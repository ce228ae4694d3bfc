//! Diesel schema for tagging persistence.

diesel::table! {
    /// Company-scoped tag catalog; `(company_id, label)` is unique.
    tags (id) {
        /// Tag identifier.
        id -> Uuid,
        /// Owning company.
        company_id -> Uuid,
        /// Display label, unique within the company.
        #[max_length = 100]
        label -> Varchar,
        /// Badge background colour as `#RRGGBB`.
        #[max_length = 7]
        color -> Varchar,
        /// Badge text colour as `#RRGGBB`.
        #[max_length = 7]
        text_color -> Varchar,
        /// Creation timestamp.
        created_at -> Timestamptz,
        /// Last update timestamp.
        updated_at -> Timestamptz,
    }
}

diesel::table! {
    /// Tag-to-application associations; `(application_id, tag_id)` is
    /// unique and both foreign keys cascade on delete.
    application_tags (id) {
        /// Association identifier.
        id -> Uuid,
        /// Tagged application.
        application_id -> Uuid,
        /// Attached tag.
        tag_id -> Uuid,
        /// User who attached the tag.
        added_by_user_id -> Uuid,
        /// Attachment timestamp.
        created_at -> Timestamptz,
    }
}
//! Application pipeline for Talentflow.
//!
//! Implements the board behind recruiting: jobs own an ordered list of
//! hiring stages, applications hold a live stage pointer, and every move
//! appends to an immutable transition ledger committed atomically with
//! the pointer update. The module follows hexagonal architecture:
//!
//! - Domain types in [`domain`]
//! - Port contracts in [`ports`]
//! - Adapter implementations in [`adapters`]
//! - Orchestration services in [`services`]

pub mod adapters;
pub mod domain;
pub mod ports;
pub mod services;

#[cfg(test)]
mod tests;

########################################

> Brief
Reply with the lines from the first line of the entries through the line that contains "and every move", repeated exactly with both ends kept, and with nothing else.

> Task response
repository ce228ae4694d3bfc
//! Diesel schema for tagging persistence.

diesel::table! {
    /// Company-scoped tag catalog; `(company_id, label)` is unique.
    tags (id) {
        /// Tag identifier.
        id -> Uuid,
        /// Owning company.
        company_id -> Uuid,
        /// Display label, unique within the company.
        #[max_length = 100]
        label -> Varchar,
        /// Badge background colour as `#RRGGBB`.
        #[max_length = 7]
        color -> Varchar,
        /// Badge text colour as `#RRGGBB`.
        #[max_length = 7]
        text_color -> Varchar,
        /// Creation timestamp.
        created_at -> Timestamptz,
        /// Last update timestamp.
        updated_at -> Timestamptz,
    }
}

diesel::table! {
    /// Tag-to-application associations; `(application_id, tag_id)` is
    /// unique and both foreign keys cascade on delete.
    application_tags (id) {
        /// Association identifier.
        id -> Uuid,
        /// Tagged application.
        application_id -> Uuid,
        /// Attached tag.
        tag_id -> Uuid,
        /// User who attached the tag.
        added_by_user_id -> Uuid,
        /// Attachment timestamp.
        created_at -> Timestamptz,
    }
}
//! Application pipeline for Talentflow.
//!
//! Implements the board behind recruiting: jobs own an ordered list of
//! hiring stages, applications hold a live stage pointer, and every move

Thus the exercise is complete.